**Your assignment**
Which lines of the entries below run from the one holding "the file twice." to the one holding "pub fn stats(&self)", inclusive? Set down exactly those lines and no others.

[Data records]

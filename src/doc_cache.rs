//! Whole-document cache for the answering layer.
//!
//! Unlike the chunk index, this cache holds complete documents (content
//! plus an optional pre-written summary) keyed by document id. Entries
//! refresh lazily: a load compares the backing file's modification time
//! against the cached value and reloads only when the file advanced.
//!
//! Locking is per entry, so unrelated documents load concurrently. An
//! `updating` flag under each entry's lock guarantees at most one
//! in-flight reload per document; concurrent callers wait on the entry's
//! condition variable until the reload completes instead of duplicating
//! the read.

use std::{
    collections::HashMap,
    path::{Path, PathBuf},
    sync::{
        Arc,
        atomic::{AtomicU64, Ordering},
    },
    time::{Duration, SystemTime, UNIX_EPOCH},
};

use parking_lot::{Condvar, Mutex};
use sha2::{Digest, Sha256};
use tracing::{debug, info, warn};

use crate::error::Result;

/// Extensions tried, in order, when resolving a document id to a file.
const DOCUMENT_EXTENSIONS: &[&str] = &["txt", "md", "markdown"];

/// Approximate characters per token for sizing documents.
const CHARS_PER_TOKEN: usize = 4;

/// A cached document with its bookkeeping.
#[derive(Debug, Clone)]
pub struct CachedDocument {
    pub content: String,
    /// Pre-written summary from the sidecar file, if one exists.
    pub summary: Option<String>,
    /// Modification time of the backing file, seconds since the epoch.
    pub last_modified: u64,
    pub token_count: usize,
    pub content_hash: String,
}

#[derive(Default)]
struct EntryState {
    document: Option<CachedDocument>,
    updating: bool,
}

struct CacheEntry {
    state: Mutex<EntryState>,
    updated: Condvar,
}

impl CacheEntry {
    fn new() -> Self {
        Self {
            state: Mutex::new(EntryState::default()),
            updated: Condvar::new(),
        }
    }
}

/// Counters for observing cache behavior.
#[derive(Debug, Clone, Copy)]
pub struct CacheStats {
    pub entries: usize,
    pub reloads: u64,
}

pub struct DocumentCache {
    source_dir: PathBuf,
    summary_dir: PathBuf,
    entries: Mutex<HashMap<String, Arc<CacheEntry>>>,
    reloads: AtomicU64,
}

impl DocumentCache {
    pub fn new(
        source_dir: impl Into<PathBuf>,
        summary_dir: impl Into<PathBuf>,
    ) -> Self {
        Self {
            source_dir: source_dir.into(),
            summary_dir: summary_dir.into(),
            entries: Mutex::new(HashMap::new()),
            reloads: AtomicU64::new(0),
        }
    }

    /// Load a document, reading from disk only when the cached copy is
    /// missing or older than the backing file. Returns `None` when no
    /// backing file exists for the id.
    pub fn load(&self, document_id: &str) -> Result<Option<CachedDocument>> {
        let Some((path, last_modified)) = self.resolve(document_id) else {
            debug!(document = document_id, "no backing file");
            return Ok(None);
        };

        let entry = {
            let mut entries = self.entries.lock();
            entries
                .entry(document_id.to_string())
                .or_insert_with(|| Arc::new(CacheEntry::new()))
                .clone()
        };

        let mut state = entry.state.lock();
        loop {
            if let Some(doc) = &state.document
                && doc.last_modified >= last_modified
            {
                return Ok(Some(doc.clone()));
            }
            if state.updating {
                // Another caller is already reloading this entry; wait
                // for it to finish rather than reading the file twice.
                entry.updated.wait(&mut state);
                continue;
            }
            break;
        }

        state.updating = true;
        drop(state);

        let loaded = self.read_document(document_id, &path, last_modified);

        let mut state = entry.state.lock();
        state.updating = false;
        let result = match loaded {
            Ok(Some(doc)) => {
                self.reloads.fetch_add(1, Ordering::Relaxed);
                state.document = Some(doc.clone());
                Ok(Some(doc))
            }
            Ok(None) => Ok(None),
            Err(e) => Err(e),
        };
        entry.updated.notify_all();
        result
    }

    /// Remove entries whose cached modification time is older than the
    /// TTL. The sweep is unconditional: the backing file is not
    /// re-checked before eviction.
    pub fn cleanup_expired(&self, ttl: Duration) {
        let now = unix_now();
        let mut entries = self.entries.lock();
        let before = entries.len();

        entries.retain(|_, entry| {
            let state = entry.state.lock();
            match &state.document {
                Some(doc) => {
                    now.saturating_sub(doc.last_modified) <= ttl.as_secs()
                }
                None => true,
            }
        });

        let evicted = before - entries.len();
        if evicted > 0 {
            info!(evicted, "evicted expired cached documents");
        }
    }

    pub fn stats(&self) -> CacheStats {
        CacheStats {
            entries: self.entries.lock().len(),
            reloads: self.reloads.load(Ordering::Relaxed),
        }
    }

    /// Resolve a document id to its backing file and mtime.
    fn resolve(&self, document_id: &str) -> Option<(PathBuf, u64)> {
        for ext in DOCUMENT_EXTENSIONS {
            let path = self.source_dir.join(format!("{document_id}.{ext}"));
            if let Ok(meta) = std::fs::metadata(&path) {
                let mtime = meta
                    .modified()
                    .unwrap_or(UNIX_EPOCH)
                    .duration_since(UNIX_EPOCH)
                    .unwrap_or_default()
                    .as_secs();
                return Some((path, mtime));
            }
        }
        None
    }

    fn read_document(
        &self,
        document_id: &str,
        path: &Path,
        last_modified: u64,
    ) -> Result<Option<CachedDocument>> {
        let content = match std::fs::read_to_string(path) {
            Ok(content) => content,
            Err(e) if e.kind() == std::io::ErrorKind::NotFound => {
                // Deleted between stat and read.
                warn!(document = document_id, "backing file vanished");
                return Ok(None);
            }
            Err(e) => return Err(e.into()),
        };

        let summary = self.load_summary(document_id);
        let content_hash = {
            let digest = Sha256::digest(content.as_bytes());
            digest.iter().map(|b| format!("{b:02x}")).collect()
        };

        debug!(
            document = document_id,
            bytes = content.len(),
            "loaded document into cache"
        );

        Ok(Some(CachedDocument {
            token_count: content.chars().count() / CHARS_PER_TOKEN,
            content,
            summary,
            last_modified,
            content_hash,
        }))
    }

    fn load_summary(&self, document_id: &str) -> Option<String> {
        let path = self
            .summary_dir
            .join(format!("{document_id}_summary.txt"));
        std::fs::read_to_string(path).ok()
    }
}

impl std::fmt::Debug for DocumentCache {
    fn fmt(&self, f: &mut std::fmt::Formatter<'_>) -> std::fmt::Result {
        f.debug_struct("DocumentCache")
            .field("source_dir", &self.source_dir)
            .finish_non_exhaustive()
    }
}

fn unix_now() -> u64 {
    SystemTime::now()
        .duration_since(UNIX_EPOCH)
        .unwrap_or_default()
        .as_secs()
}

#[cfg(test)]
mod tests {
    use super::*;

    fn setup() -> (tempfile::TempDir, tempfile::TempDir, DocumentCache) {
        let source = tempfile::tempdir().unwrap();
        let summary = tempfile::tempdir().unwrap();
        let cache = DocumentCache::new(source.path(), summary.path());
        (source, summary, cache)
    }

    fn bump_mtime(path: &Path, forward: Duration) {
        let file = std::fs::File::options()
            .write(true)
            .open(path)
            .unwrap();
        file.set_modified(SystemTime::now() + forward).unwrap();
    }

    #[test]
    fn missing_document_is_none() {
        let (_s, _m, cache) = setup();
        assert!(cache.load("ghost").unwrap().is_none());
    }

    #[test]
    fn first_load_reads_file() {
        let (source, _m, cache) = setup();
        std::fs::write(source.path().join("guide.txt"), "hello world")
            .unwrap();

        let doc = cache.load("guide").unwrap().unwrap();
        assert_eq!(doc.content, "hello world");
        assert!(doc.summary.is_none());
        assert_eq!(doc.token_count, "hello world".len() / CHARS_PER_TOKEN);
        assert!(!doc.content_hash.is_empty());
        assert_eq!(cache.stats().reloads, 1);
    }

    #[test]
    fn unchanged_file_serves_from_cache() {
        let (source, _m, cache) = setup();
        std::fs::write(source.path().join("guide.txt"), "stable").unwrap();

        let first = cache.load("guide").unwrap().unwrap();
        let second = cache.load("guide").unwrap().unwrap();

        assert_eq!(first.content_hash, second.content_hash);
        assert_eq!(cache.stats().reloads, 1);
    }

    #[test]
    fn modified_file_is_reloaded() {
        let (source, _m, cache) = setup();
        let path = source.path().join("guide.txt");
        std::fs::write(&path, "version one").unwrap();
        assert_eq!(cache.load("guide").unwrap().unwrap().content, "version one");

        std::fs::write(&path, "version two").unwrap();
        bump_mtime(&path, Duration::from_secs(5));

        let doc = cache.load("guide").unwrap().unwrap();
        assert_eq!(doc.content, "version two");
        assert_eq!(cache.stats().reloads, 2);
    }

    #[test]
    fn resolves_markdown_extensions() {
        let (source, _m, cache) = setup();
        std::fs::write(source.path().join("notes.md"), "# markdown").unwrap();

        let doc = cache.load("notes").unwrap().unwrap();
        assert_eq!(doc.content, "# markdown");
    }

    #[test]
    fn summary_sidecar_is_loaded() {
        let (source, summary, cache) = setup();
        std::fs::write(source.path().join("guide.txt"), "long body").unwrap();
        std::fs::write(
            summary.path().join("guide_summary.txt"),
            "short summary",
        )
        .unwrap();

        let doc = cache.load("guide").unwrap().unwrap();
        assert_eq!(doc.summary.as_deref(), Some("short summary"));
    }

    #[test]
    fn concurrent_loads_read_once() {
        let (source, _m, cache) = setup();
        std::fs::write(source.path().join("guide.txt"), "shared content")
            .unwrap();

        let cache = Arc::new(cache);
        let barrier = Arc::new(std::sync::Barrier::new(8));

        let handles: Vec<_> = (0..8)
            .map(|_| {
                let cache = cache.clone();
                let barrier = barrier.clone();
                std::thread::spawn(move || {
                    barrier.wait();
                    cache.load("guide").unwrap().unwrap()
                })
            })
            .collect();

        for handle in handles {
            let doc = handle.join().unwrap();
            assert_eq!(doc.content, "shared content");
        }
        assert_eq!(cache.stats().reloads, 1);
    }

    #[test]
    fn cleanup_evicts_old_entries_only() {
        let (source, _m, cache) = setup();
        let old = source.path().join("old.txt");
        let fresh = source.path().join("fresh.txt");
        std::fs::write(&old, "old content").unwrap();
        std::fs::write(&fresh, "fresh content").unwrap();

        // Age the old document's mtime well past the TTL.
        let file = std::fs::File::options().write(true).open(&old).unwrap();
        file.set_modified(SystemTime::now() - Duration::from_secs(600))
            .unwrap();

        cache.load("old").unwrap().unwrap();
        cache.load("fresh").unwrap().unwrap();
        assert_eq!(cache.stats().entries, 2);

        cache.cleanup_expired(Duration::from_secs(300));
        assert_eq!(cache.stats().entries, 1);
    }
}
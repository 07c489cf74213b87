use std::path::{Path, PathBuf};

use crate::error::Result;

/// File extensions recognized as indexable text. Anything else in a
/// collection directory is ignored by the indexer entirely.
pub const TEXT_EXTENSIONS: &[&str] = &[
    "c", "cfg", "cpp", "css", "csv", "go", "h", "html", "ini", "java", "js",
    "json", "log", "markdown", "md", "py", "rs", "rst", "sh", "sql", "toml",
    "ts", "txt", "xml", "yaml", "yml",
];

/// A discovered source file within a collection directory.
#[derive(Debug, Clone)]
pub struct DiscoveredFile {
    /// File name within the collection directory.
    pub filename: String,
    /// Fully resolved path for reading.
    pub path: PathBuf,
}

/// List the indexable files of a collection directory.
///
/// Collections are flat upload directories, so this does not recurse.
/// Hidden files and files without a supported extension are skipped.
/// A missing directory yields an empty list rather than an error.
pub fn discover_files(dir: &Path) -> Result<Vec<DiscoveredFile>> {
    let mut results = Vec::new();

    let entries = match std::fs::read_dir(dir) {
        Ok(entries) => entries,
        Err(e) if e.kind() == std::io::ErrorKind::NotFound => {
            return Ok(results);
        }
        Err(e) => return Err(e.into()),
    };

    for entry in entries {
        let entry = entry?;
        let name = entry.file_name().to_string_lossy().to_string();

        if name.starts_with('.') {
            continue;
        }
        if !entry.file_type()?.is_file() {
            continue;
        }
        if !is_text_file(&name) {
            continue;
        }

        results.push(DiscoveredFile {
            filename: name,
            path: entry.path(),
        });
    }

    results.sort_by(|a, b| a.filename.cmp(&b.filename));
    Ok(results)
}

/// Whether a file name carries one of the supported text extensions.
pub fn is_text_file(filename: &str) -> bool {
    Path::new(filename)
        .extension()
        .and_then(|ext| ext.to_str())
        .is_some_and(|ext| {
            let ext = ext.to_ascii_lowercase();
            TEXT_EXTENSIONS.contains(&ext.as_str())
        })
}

**Reply to the exercise**
                // for it to finish rather than reading the file twice.
                entry.updated.wait(&mut state);
                continue;
            }
            break;
        }

        state.updating = true;
        drop(state);

        let loaded = self.read_document(document_id, &path, last_modified);

        let mut state = entry.state.lock();
        state.updating = false;
        let result = match loaded {
            Ok(Some(doc)) => {
                self.reloads.fetch_add(1, Ordering::Relaxed);
                state.document = Some(doc.clone());
                Ok(Some(doc))
            }
            Ok(None) => Ok(None),
            Err(e) => Err(e),
        };
        entry.updated.notify_all();
        result
    }

    /// Remove entries whose cached modification time is older than the
    /// TTL. The sweep is unconditional: the backing file is not
    /// re-checked before eviction.
    pub fn cleanup_expired(&self, ttl: Duration) {
        let now = unix_now();
        let mut entries = self.entries.lock();
        let before = entries.len();

        entries.retain(|_, entry| {
            let state = entry.state.lock();
            match &state.document {
                Some(doc) => {
                    now.saturating_sub(doc.last_modified) <= ttl.as_secs()
                }
                None => true,
            }
        });

        let evicted = before - entries.len();
        if evicted > 0 {
            info!(evicted, "evicted expired cached documents");
        }
    }

    pub fn stats(&self) -> CacheStats {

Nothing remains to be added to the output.